- [WORK REQUEST]:
For the listing below, how many lines contain the word "push"? Answer with only that figure.

*** Block opens ***

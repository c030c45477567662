//! Export, import and reset of the persisted panel configuration
//!
//! The export document carries the tool and favorites lists as the raw strings
//! found in the store, so an import writes back exactly the bytes exported.

use super::DisplaySettings;
use crate::error::{PanelError, StoreError};
use crate::favorites::FavoriteEntry;
use crate::store::{keys, PreferenceStore};
use crate::tools::ToolShortcut;
use serde::{Deserialize, Serialize};

pub const CONFIG_VERSION: &str = "1.0";

/// Suggested file name for exports
pub const EXPORT_FILE_NAME: &str = "brush-toolbar-config.json";

#[derive(Debug, Clone, PartialEq, Serialize, Deserialize)]
#[serde(rename_all = "camelCase")]
pub struct ConfigBundle {
    pub version: String,
    /// Raw `user_custom_tools` value
    #[serde(default)]
    pub tools: Option<String>,
    /// Raw `brush_favorites` value
    #[serde(default)]
    pub brush_presets: Option<String>,
    #[serde(default)]
    pub display_settings: Option<DisplaySettings>,
}

/// Serialize the current configuration as a pretty-printed document
pub fn export_config<S: PreferenceStore>(
    store: &S,
    display: &DisplaySettings,
) -> Result<String, PanelError> {
    let bundle = ConfigBundle {
        version: CONFIG_VERSION.to_string(),
        tools: store.get(keys::TOOLS),
        brush_presets: store.get(keys::FAVORITES),
        display_settings: Some(*display),
    };
    let json = serde_json::to_string_pretty(&bundle).map_err(StoreError::from)?;
    tracing::info!("[Settings] Exported configuration ({} bytes)", json.len());
    Ok(json)
}

/// Apply an exported document to the store
///
/// Everything is validated before the first write: a malformed document, or
/// embedded lists that do not parse, leave the store untouched. A store
/// failure part way through restores the keys already written. Returns the
/// imported display settings, if the document had any.
pub fn import_config<S: PreferenceStore>(
    store: &S,
    document: &str,
) -> Result<Option<DisplaySettings>, PanelError> {
    let bundle: ConfigBundle = serde_json::from_str(document)
        .map_err(|e| PanelError::InvalidImport(format!("not a config document: {}", e)))?;

    if let Some(tools) = &bundle.tools {
        serde_json::from_str::<Vec<ToolShortcut>>(tools)
            .map_err(|e| PanelError::InvalidImport(format!("tool list is malformed: {}", e)))?;
    }
    if let Some(favorites) = &bundle.brush_presets {
        serde_json::from_str::<Vec<FavoriteEntry>>(favorites).map_err(|e| {
            PanelError::InvalidImport(format!("favorites list is malformed: {}", e))
        })?;
    }

    let mut writes = Vec::with_capacity(3);
    if let Some(tools) = &bundle.tools {
        writes.push((keys::TOOLS, tools.clone()));
    }
    if let Some(favorites) = &bundle.brush_presets {
        writes.push((keys::FAVORITES, favorites.clone()));
    }
    if let Some(display) = &bundle.display_settings {
        let encoded = serde_json::to_string(display).map_err(StoreError::from)?;
        writes.push((keys::DISPLAY_SETTINGS, encoded));
    }
    write_all(store, &writes)?;

    tracing::info!("[Settings] Imported configuration version {}", bundle.version);
    Ok(bundle.display_settings)
}

/// Write every pair or none of them
///
/// On a failed write the keys already written get their previous raw values
/// back (or are removed again if they were absent).
fn write_all<S: PreferenceStore>(store: &S, writes: &[(&str, String)]) -> Result<(), StoreError> {
    let previous: Vec<Option<String>> = writes.iter().map(|(key, _)| store.get(key)).collect();

    for (written, (key, value)) in writes.iter().enumerate() {
        let Err(e) = store.set(key, value) else {
            continue;
        };
        tracing::warn!("[Settings] Import failed writing `{}`, rolling back: {}", key, e);
        for ((key, _), old) in writes.iter().zip(&previous).take(written) {
            let restored = match old {
                Some(old) => store.set(key, old),
                None => store.remove(key),
            };
            if let Err(e) = restored {
                tracing::error!("[Settings] Failed to restore `{}`: {}", key, e);
            }
        }
        return Err(e);
    }
    Ok(())
}

/// Forget tools, favorites and view mode; restore default display settings
pub fn reset_to_defaults<S: PreferenceStore>(store: &S) -> Result<DisplaySettings, PanelError> {
    store.remove(keys::TOOLS)?;
    store.remove(keys::FAVORITES)?;
    store.remove(keys::VIEW_MODE)?;

    let display = DisplaySettings::default();
    display.save(store);
    tracing::info!("[Settings] Reset to defaults");
    Ok(display)
}

#[cfg(test)]
mod tests {
    use super::*;
    use crate::store::MemoryStore;

    const TOOLS: &str = "[{\"id\":\"brush\",\"type\":\"brush\",\"name\":\"Brush\"}]";
    const FAVORITES: &str =
        "[ {\"id\":\"17\", \"name\":\"Soft Round\",\"type\":\"brush\",\"toolId\":\"brush\"} ]";

    #[test]
    fn test_export_import_preserves_raw_strings() {
        let source = MemoryStore::new();
        source.set(keys::TOOLS, TOOLS).unwrap();
        source.set(keys::FAVORITES, FAVORITES).unwrap();
        let display = DisplaySettings {
            show_toolbar: true,
            show_presets: false,
            show_advanced: true,
        };

        let document = export_config(&source, &display).unwrap();
        let target = MemoryStore::new();
        let imported = import_config(&target, &document).unwrap();

        assert_eq!(target.get(keys::TOOLS).as_deref(), Some(TOOLS));
        assert_eq!(target.get(keys::FAVORITES).as_deref(), Some(FAVORITES));
        assert_eq!(imported, Some(display));
        assert_eq!(DisplaySettings::load(&target), display);
    }

    #[test]
    fn test_export_document_shape() {
        let store = MemoryStore::new();
        let document = export_config(&store, &DisplaySettings::default()).unwrap();
        let value: serde_json::Value = serde_json::from_str(&document).unwrap();

        assert_eq!(value["version"], CONFIG_VERSION);
        assert!(value["tools"].is_null());
        assert!(value["brushPresets"].is_null());
        assert_eq!(value["displaySettings"]["showToolbar"], true);
    }

    #[test]
    fn test_invalid_document_leaves_store_untouched() {
        let store = MemoryStore::new();
        store.set(keys::TOOLS, TOOLS).unwrap();
        let writes = store.write_count();

        let err = import_config(&store, "{ definitely not json").unwrap_err();
        assert!(matches!(err, PanelError::InvalidImport(_)));

        let half_bad = r#"{"version":"1.0","tools":"[]","brushPresets":"[{oops"}"#;
        assert!(import_config(&store, half_bad).is_err());

        assert_eq!(store.write_count(), writes);
        assert_eq!(store.get(keys::TOOLS).as_deref(), Some(TOOLS));
    }

    #[test]
    fn test_failed_write_rolls_back_import() {
        let store = MemoryStore::new();
        store.set(keys::TOOLS, TOOLS).unwrap();
        store.set(keys::FAVORITES, FAVORITES).unwrap();

        let document = r#"{
            "version": "1.0",
            "tools": "[]",
            "brushPresets": "[]",
            "displaySettings": {"showToolbar": false, "showPresets": false, "showAdvanced": false}
        }"#;
        // The tool list goes through, the favorites write fails
        store.fail_write_number(store.attempt_count() + 2);

        let err = import_config(&store, document).unwrap_err();
        assert!(matches!(err, PanelError::Store(_)));
        assert_eq!(store.get(keys::TOOLS).as_deref(), Some(TOOLS));
        assert_eq!(store.get(keys::FAVORITES).as_deref(), Some(FAVORITES));
        assert_eq!(store.get(keys::DISPLAY_SETTINGS), None);
    }

    #[test]
    fn test_failed_display_write_removes_new_keys() {
        let store = MemoryStore::new();
        let document = r#"{"version":"1.0","tools":"[]","brushPresets":"[]",
            "displaySettings":{"showToolbar":true,"showPresets":true,"showAdvanced":false}}"#;
        store.fail_write_number(store.attempt_count() + 3);

        assert!(import_config(&store, document).is_err());
        assert_eq!(store.get(keys::TOOLS), None);
        assert_eq!(store.get(keys::FAVORITES), None);
        assert_eq!(store.get(keys::DISPLAY_SETTINGS), None);
    }

    #[test]
    fn test_reset_clears_lists_and_restores_display() {
        let store = MemoryStore::new();
        store.set(keys::TOOLS, TOOLS).unwrap();
        store.set(keys::FAVORITES, FAVORITES).unwrap();
        store.set(keys::VIEW_MODE, "detail").unwrap();
        store.set(keys::LANGUAGE, "ja").unwrap();

        let display = reset_to_defaults(&store).unwrap();

        assert_eq!(display, DisplaySettings::default());
        assert_eq!(store.get(keys::TOOLS), None);
        assert_eq!(store.get(keys::FAVORITES), None);
        assert_eq!(store.get(keys::VIEW_MODE), None);
        assert_eq!(store.get(keys::LANGUAGE).as_deref(), Some("ja"));
    }
}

*** Block closes ***

- [SOLUTION FOR THIS TASK]:
3